You might wonder by the title of this post whether I am talking about Jam or myself.  Well, rest assured, the sweet little Jam boy is not the destroyer of souls.  No, that designation goes to me.  I alone carry the power to crush joy from the hearts of men, women and small, little blonde girls.

Take last night for instance...

Michele and I were planning on attending the regional finals game of the boys baseball team (we ended up losing 6-1, boo! but it wasn't a shut out!).  We decided to go to dinner together to Seasons 52 before the game started.  I've started the South Beach diet and I'm in that irritating two week beginner phase where you can't have anything that tastes good or has a starch or sugar calorie in it.  I might as well have tasty veggies if veggies are all I can have!  So Seasons 52 it is. 

It was a little bit tense as Jam had his dinner at 4 and still hadn't had a poo and Seasons 52 is a little posh.    I was pretty confident that he wouldn't hunch over in the restaurant as we gave him ample opportunity outside to go.

Inside the hostess said there was a regular customer who has a Southeastern puppy who was much smaller/younger than Jam and they loved the puppies there.  (Yea!) We've taken Jam there several times and they've always been super nice.  

Jam's new thing is to position himself at the very front of the booth so that he can watch the traffic back and forth.  Sort of a watchdog thing.  He's checking everyone out.  So, he was the one to first see the lady approach our table, but he didn't get up.  He did move his head, which alerted me that something was up and I turned to see her making her way gingerly towards us.

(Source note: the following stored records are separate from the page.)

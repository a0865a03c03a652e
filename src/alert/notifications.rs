//! Notification log.
//!
//! Append-only, newest-first, uncapped. Entries are informational, so there
//! is no suppression window: every crossing the policy reports is kept.
//!
//! # Clock injection
//! `append_at` takes the current instant rather than calling `Utc::now()`
//! so ids stay deterministic in tests.

use std::collections::VecDeque;

use chrono::{DateTime, Local, Utc};

use crate::logging::{self, Component};
use crate::model::NotificationEntry;

/// Formats an instant the way the dashboard shows it, in local time.
pub fn format_timestamp(now: DateTime<Utc>) -> String {
    now.with_timezone(&Local)
        .format("%-m/%-d/%Y, %-I:%M:%S %p")
        .to_string()
}

#[derive(Debug, Clone, Default)]
pub struct NotificationLog {
    entries: VecDeque<NotificationEntry>,
    last_id: u64,
}

impl NotificationLog {
    pub fn new() -> Self {
        Self::default()
    }

    /// Restores a persisted log. `entries` must already be newest-first.
    pub fn from_entries(entries: Vec<NotificationEntry>) -> Self {
        let last_id = entries.iter().map(|e| e.id).max().unwrap_or(0);
        Self {
            entries: entries.into(),
            last_id,
        }
    }

    /// Appends a message stamped with `now` and returns the stored entry.
    ///
    /// Ids are epoch milliseconds; two appends in the same millisecond get
    /// consecutive ids instead of colliding. Once `u64::MAX` is reached the
    /// id stays there.
    pub fn append_at(&mut self, message: impl Into<String>, now: DateTime<Utc>) -> NotificationEntry {
        let millis = u64::try_from(now.timestamp_millis()).unwrap_or(0);
        let id = millis.max(self.last_id.saturating_add(1));
        self.last_id = id;

        let entry = NotificationEntry {
            id,
            message: message.into(),
            timestamp: format_timestamp(now),
        };
        logging::info(Component::Alert, None, &entry.message);
        self.entries.push_front(entry.clone());
        entry
    }

    /// Removes a single entry. Returns `false` if no entry had that id.
    pub fn remove(&mut self, id: u64) -> bool {
        let before = self.entries.len();
        self.entries.retain(|e| e.id != id);
        self.entries.len() != before
    }

    pub fn clear(&mut self) {
        self.entries.clear();
    }

    /// Entries, most recent first.
    pub fn iter(&self) -> impl Iterator<Item = &NotificationEntry> {
        self.entries.iter()
    }

    pub fn latest(&self) -> Option<&NotificationEntry> {
        self.entries.front()
    }

    pub fn to_vec(&self) -> Vec<NotificationEntry> {
        self.entries.iter().cloned().collect()
    }

    pub fn messages(&self) -> Vec<&str> {
        self.entries.iter().map(|e| e.message.as_str()).collect()
    }

    pub fn len(&self) -> usize {
        self.entries.len()
    }

    pub fn is_empty(&self) -> bool {
        self.entries.is_empty()
    }
}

Now there are generally two sorts of people who approach you with intent:
  1. Zombie hands: These are the people who are not going to ask, they just have their hands and arms outstretched like lifeless zombies lurching towards you ready to grab your guide dog puppy in training and pat him no matter what the rules are.
  2. Blurters or Oversharers: They are the ones who are approaching you, but not sure, might turn away, don't want to bother you, but are so drawn to the puppy that they ultimately can't help themselves and finally, just come out and share with you things that may or may not relate to the puppy, but occured to them and they had to share it with you.
This nice lady was an oversharer.  She approached as if walking a tightrope with her hands held out for balance and said, "He's working isn't he?  I can't pet him."

Then she looked up at me.  She had been staring at Jam the whole walk over.  Jam was looking back at her calmly.  I smiled, kindly (I hoped), "No.  I'm so sorry, but when the coat is on he is on duty and can't be petted."

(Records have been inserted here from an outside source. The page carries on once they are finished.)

/// Seed node registry, the "fresh install" starting network.
///
/// Defines the canonical list of sensor sites the dashboard starts with when
/// no persisted state exists, along with their coordinates and opening
/// readings. Ids here are the ids the store assigns on a fresh start, so
/// everything downstream (persisted snapshots, test fixtures) can refer to
/// them by number.

use crate::model::{Node, NodeId, Position};

// ---------------------------------------------------------------------------
// Seed metadata
// ---------------------------------------------------------------------------

/// Metadata for a single seed sensor site.
pub struct SeedStation {
    pub id: NodeId,
    /// Site name shown on the map popup and simulation table.
    pub name: &'static str,
    /// WGS84 latitude.
    pub latitude: f64,
    /// WGS84 longitude.
    pub longitude: f64,
    /// Opening water level, in meters.
    pub water_level: f64,
    /// Opening flow rate, in meters per second.
    pub water_flow: f64,
}

impl SeedStation {
    pub fn to_node(&self) -> Node {
        Node {
            id: self.id,
            name: self.name.to_string(),
            position: Position::new(self.latitude, self.longitude),
            water_level: self.water_level,
            water_flow: self.water_flow,
        }
    }
}

/// Map center used by the view layer, the main gate sensor.
pub const MAP_CENTER: (f64, f64) = (14.599163, 121.01187);

/// All seed sites, in the order the store lists them.
pub static SEED_REGISTRY: &[SeedStation] = &[
    SeedStation { id: 1, name: "PUP Main Gate", latitude: 14.599163, longitude: 121.01187, water_level: 3.2, water_flow: 1.5 },
    SeedStation { id: 2, name: "South Wing", latitude: 14.598463, longitude: 121.01217, water_level: 4.8, water_flow: 2.1 },
    SeedStation { id: 3, name: "North Wing", latitude: 14.599863, longitude: 121.01157, water_level: 6.2, water_flow: 3.4 },
    SeedStation { id: 4, name: "East Campus", latitude: 14.598663, longitude: 121.01247, water_level: 2.9, water_flow: 1.2 },
    SeedStation { id: 5, name: "West Campus", latitude: 14.599463, longitude: 121.01097, water_level: 5.5, water_flow: 2.8 },
    SeedStation { id: 6, name: "Library Area", latitude: 14.598763, longitude: 121.01187, water_level: 3.8, water_flow: 1.8 },
    SeedStation { id: 7, name: "Gymnasium", latitude: 14.600163, longitude: 121.01207, water_level: 4.2, water_flow: 2.0 },
    SeedStation { id: 8, name: "Covered Courts", latitude: 14.598163, longitude: 121.01147, water_level: 5.8, water_flow: 0.6 },
    SeedStation { id: 9, name: "Engineering Bldg", latitude: 14.599363, longitude: 121.01227, water_level: 3.5, water_flow: 1.6 },
    SeedStation { id: 10, name: "Business Bldg", latitude: 14.599663, longitude: 121.01167, water_level: 4.5, water_flow: 2.2 },
    SeedStation { id: 11, name: "Science Complex", latitude: 14.598563, longitude: 121.01207, water_level: 6.5, water_flow: 3.2 },
    SeedStation { id: 12, name: "Arts Building", latitude: 14.598963, longitude: 121.01107, water_level: 3.0, water_flow: 1.4 },
    SeedStation { id: 13, name: "Student Center", latitude: 14.600063, longitude: 121.01187, water_level: 5.2, water_flow: 2.5 },
    SeedStation { id: 14, name: "Sports Complex", latitude: 14.598863, longitude: 121.01177, water_level: 4.0, water_flow: 0.8 },
    SeedStation { id: 15, name: "Admin Building", latitude: 14.599563, longitude: 121.01137, water_level: 3.7, water_flow: 1.7 },
];

/// Builds the seed node list in registry order.
pub fn seed_nodes() -> Vec<Node> {
    SEED_REGISTRY.iter().map(SeedStation::to_node).collect()
}

/// Looks up a seed site by id. Returns `None` if not found.
pub fn find_seed(id: NodeId) -> Option<&'static SeedStation> {
    SEED_REGISTRY.iter().find(|s| s.id == id)
}

// ---------------------------------------------------------------------------
// Tests
// ---------------------------------------------------------------------------
use crate::classifier::ChangeClassifier;
use crate::error::{IndexerError, Result};
use crate::monitor::{ChangeKind, FileChangeEvent, FileMonitorConfig};
use crate::queue::{self, PendingOp, WorkItem, WorkQueue};
use crate::scanner::FileScanner;
use crate::state::{ConcurrencyGuard, IndexState, IndexingLease, IndexingProgress};
use crate::stats::IndexBatchStats;
use codeindex_pipeline::{Chunker, EmbeddingProvider, PipelineError, VectorStore};
use log::{error, info, warn};
use std::path::{Path, PathBuf};
use std::sync::atomic::{AtomicBool, Ordering};
use std::sync::Arc;
use std::time::{Duration, Instant};
use tokio::sync::{broadcast, watch, Mutex as TokioMutex};

/// Consecutive failed attempts against the vector store before the job is
/// declared systemically broken.
const SYSTEMIC_FAILURE_THRESHOLD: usize = 3;
const STORE_RETRY_BACKOFF: Duration = Duration::from_millis(250);

/// User-facing notifications for the UI/message boundary.
#[derive(Debug, Clone)]
pub enum IndexerNotice {
    AlreadyRunning,
    ReindexStarted,
    FileFailed { path: String, error: String },
    BatchCompleted(IndexBatchStats),
    SystemicFailure { error: String },
}

impl IndexerNotice {
    #[must_use]
    pub fn message(&self) -> String {
        match self {
            Self::AlreadyRunning => "An indexing operation is already running.".to_string(),
            Self::ReindexStarted => "Configuration changed. Re-indexing workspace…".to_string(),
            Self::FileFailed { path, error } => format!("Failed to index {path}: {error}"),
            Self::BatchCompleted(stats) => {
                format!("Indexed {} files ({} failed)", stats.files, stats.failures)
            }
            Self::SystemicFailure { error } => format!("Indexing stopped: {error}"),
        }
    }
}

/// The central state machine: consumes normalized change events and explicit
/// commands, drives the persisted work queue through the chunk → embed →
/// store pipeline, and reports state and progress.
///
/// `Idle --start--> Indexing --pause--> Paused --resume--> Indexing
/// --drained--> Idle`; systemic failures land in `Error` until an explicit
/// restart.
#[derive(Clone)]
pub struct IndexingOrchestrator {
    inner: Arc<Inner>,
}

struct Inner {
    root: PathBuf,
    queue_path: PathBuf,
    monitor_config: FileMonitorConfig,
    chunker: Arc<dyn Chunker>,
    embedder: Arc<dyn EmbeddingProvider>,
    store: Arc<dyn VectorStore>,
    guard: ConcurrencyGuard,
    // Every state transition happens under this lock, so transitions are
    // serialized and the guard lease is acquired/released atomically with
    // the matching queue mutation.
    core: TokioMutex<Core>,
    state_tx: watch::Sender<IndexState>,
    pause_requested: AtomicBool,
    notice_tx: broadcast::Sender<IndexerNotice>,
}

struct Core {
    queue: WorkQueue,
    progress: IndexingProgress,
}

"I knew that." She stared at Jam.  Then began to share: "We have a yellow lab.  They are such wonderful dogs."

"Yes, they are.  They are the best dogs."  I think this puppy raiser gig is part counselor to the public sometimes.

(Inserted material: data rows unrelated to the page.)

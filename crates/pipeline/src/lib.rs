//! # Codeindex Pipeline
//!
//! Collaborator boundary for the indexing core: the chunk → embed → store
//! pipeline is consumed through the traits defined here, never implemented
//! here.
//!
//! ```text
//! File content
//!     │
//!     ├──> Chunker
//!     │      └─> Code chunks
//!     │
//!     ├──> EmbeddingProvider
//!     │      └─> Vectors
//!     │
//!     └──> VectorStore (upsert / delete)
//! ```

mod chunk;
mod error;
mod store;

pub use chunk::{Chunker, CodeChunk, EmbeddingProvider};
pub use error::{PipelineError, Result};
pub use store::{CollectionInfo, VectorStore};
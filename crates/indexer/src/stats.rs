use serde::Serialize;
use std::sync::atomic::{AtomicU64, AtomicUsize, Ordering};
use std::time::SystemTime;

/// Snapshot of monitor activity, taken via [`MonitorCounters::snapshot`].
#[derive(Debug, Clone, Serialize, PartialEq, Eq)]
pub struct FileMonitorStats {
    pub watched_files: usize,
    pub change_events: u64,
    pub create_events: u64,
    pub delete_events: u64,
    pub debounced_events: u64,
    pub start_time: SystemTime,
}

/// Live counters owned by the file-change monitor. Incremented as events are
/// classified and dispatched, readable at any time.
#[derive(Debug)]
pub struct MonitorCounters {
    watched_files: AtomicUsize,
    change_events: AtomicU64,
    create_events: AtomicU64,
    delete_events: AtomicU64,
    debounced_events: AtomicU64,
    start_time: SystemTime,
}

impl MonitorCounters {
    #[must_use]
    pub fn new(watched_files: usize) -> Self {
        Self {
            watched_files: AtomicUsize::new(watched_files),
            change_events: AtomicU64::new(0),
            create_events: AtomicU64::new(0),
            delete_events: AtomicU64::new(0),
            debounced_events: AtomicU64::new(0),
            start_time: SystemTime::now(),
        }
    }

    pub fn set_watched_files(&self, count: usize) {
        self.watched_files.store(count, Ordering::Relaxed);
    }

    pub fn record_create(&self) {
        self.create_events.fetch_add(1, Ordering::Relaxed);
    }

    pub fn record_change(&self) {
        self.change_events.fetch_add(1, Ordering::Relaxed);
    }

    pub fn record_delete(&self) {
        self.delete_events.fetch_add(1, Ordering::Relaxed);
    }

    // Watched-file tracking is separate from event counting: the router only
    // calls these on genuine membership changes, so duplicate notifications
    // for a path never skew the count.
    pub fn add_watched(&self) {
        self.watched_files.fetch_add(1, Ordering::Relaxed);
    }

    pub fn remove_watched(&self) {
        let _ = self
            .watched_files
            .fetch_update(Ordering::Relaxed, Ordering::Relaxed, |n| {
                Some(n.saturating_sub(1))
            });
    }

    pub fn record_debounced(&self) {
        self.debounced_events.fetch_add(1, Ordering::Relaxed);
    }

    #[must_use]
    pub fn snapshot(&self) -> FileMonitorStats {
        FileMonitorStats {
            watched_files: self.watched_files.load(Ordering::Relaxed),
            change_events: self.change_events.load(Ordering::Relaxed),
            create_events: self.create_events.load(Ordering::Relaxed),
            delete_events: self.delete_events.load(Ordering::Relaxed),
            debounced_events: self.debounced_events.load(Ordering::Relaxed),
            start_time: self.start_time,
        }
    }
}

/// Outcome of one drain of the work queue.
#[derive(Debug, Clone, Default, Serialize, PartialEq)]
pub struct IndexBatchStats {
    pub files: usize,
    pub failures: usize,
    pub time_ms: u64,
    pub errors: Vec<String>,
}

impl IndexBatchStats {
    pub fn add_file(&mut self) {
        self.files += 1;
    }

    pub fn add_error(&mut self, error: impl Into<String>) {
        self.failures += 1;
        self.errors.push(error.into());
    }
}
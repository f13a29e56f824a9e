use crate::classifier::ChangeClassifier;
use std::path::{Path, PathBuf};

/// Workspace file scanner, gitignore aware. Used to seed a full re-index and
/// for the monitor's initial watched-file count.
pub struct FileScanner {
    root: PathBuf,
}

impl FileScanner {
    pub fn new(root: impl AsRef<Path>) -> Self {
        Self {
            root: root.as_ref().to_path_buf(),
        }
    }

    /// Walk the workspace and return every file the classifier accepts,
    /// sorted for deterministic seeding.
    #[must_use]
    pub fn scan(&self, classifier: &ChangeClassifier) -> Vec<PathBuf> {
        let mut files = Vec::new();
        let walker = ignore::WalkBuilder::new(&self.root)
            .hidden(true)
            .git_ignore(true)
            .build();

        for entry in walker {
            let entry = match entry {
                Ok(entry) => entry,
                Err(err) => {
                    log::debug!("Scan skipped an entry: {err}");
                    continue;
                }
            };
            if !entry.file_type().is_some_and(|t| t.is_file()) {
                continue;
            }
            let size = match entry.metadata() {
                Ok(meta) => meta.len(),
                Err(_) => continue,
            };
            if classifier.should_process(entry.path(), size) {
                files.push(entry.into_path());
            }
        }

        files.sort();
        files
    }
}
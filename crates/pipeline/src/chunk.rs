use crate::error::Result;
use async_trait::async_trait;
use serde::{Deserialize, Serialize};

/// One indexable unit of a source file.
#[derive(Debug, Clone, Serialize, Deserialize, PartialEq)]
pub struct CodeChunk {
    /// Workspace-relative path, `/`-separated on every platform.
    pub path: String,
    pub content: String,
    pub start_line: usize,
    pub end_line: usize,
    #[serde(skip_serializing_if = "Option::is_none")]
    pub language: Option<String>,
}

impl CodeChunk {
    pub fn new(path: impl Into<String>, content: impl Into<String>) -> Self {
        Self {
            path: path.into(),
            content: content.into(),
            start_line: 1,
            end_line: 1,
            language: None,
        }
    }
}

/// Splits file content into indexable units.
#[async_trait]
pub trait Chunker: Send + Sync {
    /// Failures propagate per-file; the caller decides whether to continue.
    async fn chunk(&self, relative_path: &str, content: &str) -> Result<Vec<CodeChunk>>;
}

/// Turns text into a vector. May fail or time out; any failure is a per-file
/// failure at the call site.
#[async_trait]
pub trait EmbeddingProvider: Send + Sync {
    async fn embed(&self, text: &str) -> Result<Vec<f32>>;
}
//! End-to-end monitor tests against a real OS watcher. Platform watchers
//! differ in how they report kinds (a create may surface as create plus
//! modify), so assertions here target the path and the terminal kind rather
//! than exact event sequences.

use codeindex_indexer::{ChangeKind, FileChangeEvent, FileChangeMonitor, FileMonitorConfig, IndexerError};
use std::path::Path;
use std::time::Duration;
use tempfile::TempDir;
use tokio::sync::mpsc;
use tokio::time::timeout;

const EVENT_TIMEOUT: Duration = Duration::from_secs(10);

fn fast_config() -> FileMonitorConfig {
    FileMonitorConfig {
        debounce_delay: Duration::from_millis(50),
        ..FileMonitorConfig::default()
    }
}

async fn next_event_for(
    rx: &mut mpsc::Receiver<FileChangeEvent>,
    path: &Path,
) -> FileChangeEvent {
    loop {
        let event = timeout(EVENT_TIMEOUT, rx.recv())
            .await
            .expect("timed out waiting for a watcher event")
            .expect("event channel closed");
        if event.path == path {
            return event;
        }
    }
}

#[tokio::test(flavor = "multi_thread")]
async fn live_watcher_reports_create_modify_and_delete() {
    let dir = TempDir::new().unwrap();
    let (monitor, mut rx) = FileChangeMonitor::new(dir.path(), fast_config()).unwrap();
    monitor.start().unwrap();
    assert!(monitor.is_watching());

    let path = dir.path().join("watched.rs");
    std::fs::write(&path, "fn watched() {}").unwrap();
    let event = next_event_for(&mut rx, &path).await;
    assert!(
        matches!(event.kind, ChangeKind::Create | ChangeKind::Modify),
        "unexpected kind for fresh file: {:?}",
        event.kind
    );

    std::fs::write(&path, "fn watched() { let _ = 1; }").unwrap();
    let event = next_event_for(&mut rx, &path).await;
    assert!(matches!(event.kind, ChangeKind::Create | ChangeKind::Modify));

    std::fs::remove_file(&path).unwrap();
    loop {
        let event = next_event_for(&mut rx, &path).await;
        if event.kind == ChangeKind::Delete {
            assert!(!event.debounced);
            break;
        }
    }

    let stats = monitor.stats();
    assert!(stats.delete_events >= 1);
    monitor.dispose();
    assert!(!monitor.is_watching());
}

#[tokio::test(flavor = "multi_thread")]
async fn ignored_files_produce_no_events() {
    let dir = TempDir::new().unwrap();
    std::fs::create_dir(dir.path().join("target")).unwrap();
    let (monitor, mut rx) = FileChangeMonitor::new(dir.path(), fast_config()).unwrap();
    monitor.start().unwrap();

    std::fs::write(dir.path().join("target/out.rs"), "fn out() {}").unwrap();
    std::fs::write(dir.path().join("logo.png"), [0u8, 1, 2]).unwrap();

    // A watched file written afterwards acts as the fence: once its event
    // arrives, the ignored ones had their chance to show up.
    let fence = dir.path().join("fence.rs");
    std::fs::write(&fence, "fn fence() {}").unwrap();
    next_event_for(&mut rx, &fence).await;

    while let Ok(event) = rx.try_recv() {
        assert_eq!(event.path, fence, "ignored path leaked an event");
    }
    monitor.dispose();
}

#[tokio::test(flavor = "multi_thread")]
async fn second_start_is_rejected_while_watching() {
    let dir = TempDir::new().unwrap();
    let (monitor, _rx) = FileChangeMonitor::new(dir.path(), fast_config()).unwrap();
    monitor.start().unwrap();

    let err = monitor.start().unwrap_err();
    assert!(matches!(
        err,
        IndexerError::InvalidState {
            state: "watching",
            action: "start"
        }
    ));
    assert!(monitor.is_watching());

    monitor.stop();
    assert!(!monitor.is_watching());
    monitor.start().unwrap();
    monitor.dispose();
}

#[tokio::test(flavor = "multi_thread")]
async fn start_on_missing_root_fails_and_stays_stopped() {
    let dir = TempDir::new().unwrap();
    let missing = dir.path().join("does-not-exist");
    let (monitor, _rx) = FileChangeMonitor::new(&missing, fast_config()).unwrap();

    let err = monitor.start().unwrap_err();
    assert!(matches!(err, IndexerError::WatchError(_)));
    assert!(!monitor.is_watching());
}

#[tokio::test(flavor = "multi_thread")]
async fn dispose_silences_in_flight_notifications() {
    let dir = TempDir::new().unwrap();
    let (monitor, mut rx) = FileChangeMonitor::new(dir.path(), fast_config()).unwrap();
    monitor.start().unwrap();

    std::fs::write(dir.path().join("late.rs"), "fn late() {}").unwrap();
    monitor.dispose();

    // Anything still in the debounce window or the raw channel must be
    // swallowed, and the channel closes once the sender side is dropped.
    tokio::time::sleep(Duration::from_millis(300)).await;
    while let Ok(event) = rx.try_recv() {
        panic!("event emitted after dispose: {event:?}");
    }
}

She sighed.  "He's beautiful."

We all returned to dinner and about five minutes later, Michele said, "Uh, oh.  Husband approaching."

I turned to find myself staring at a cellphone with the photo of a yellow lab who looked remarkably like Jam sitting by the side of a pool. "Wow.  That dog does look like Jam." I said.  The man beamed at me.

"I know!"  Then, having shared his photo, he went back to his dinner.

Jam sitting on the seatwell of the golfcart with Michele in the driver's seat.
 When we got to school, we decided to take the golf cart to the baseball field.  Jam got to experience Michele's driving. It made him a little nervous, but he got over it and settled down.
 Once we got to the game I put his jacket back on as I didn't want people coming up and petting him all night.  That's when I had to destroy a soul or two.
 For Jam was the only dog at the game.  And he was mighty attractive.  And just like at the Tampa Prep baseball game we went to, there were lots of small children running around.  Only this time, their parents seemed to have run off and left them to fend for themselves.  So when a small, blonde 4-5 year old girl ran up out of the blue and patted Jam on the head both Jam and I were a little taken aback.  Where did this small child come from?  Who did she belong to?  Where were her parents?

I'm thinking: Can I give them the "Look at the coat" look and then I don't have to be the destroyer of souls or am I actually going to have to do it?  Will she come back?  Perhaps it was a one off.
Jam looking at the Bucs standing out on the pitcher's mound getting instructions.

But no.  Here she comes.  She rushes up and she's a zombie hand.  I take her hand and say in my nicest voice, "Sweetie, I'm so sorry, but did you know, that when this puppy is wearing his blue coat, no one can pet him?  He's working?"

And her adorable little face just falls into despair.  I am officially the worst person in the world.  She says nothing but turns and runs away and never comes back.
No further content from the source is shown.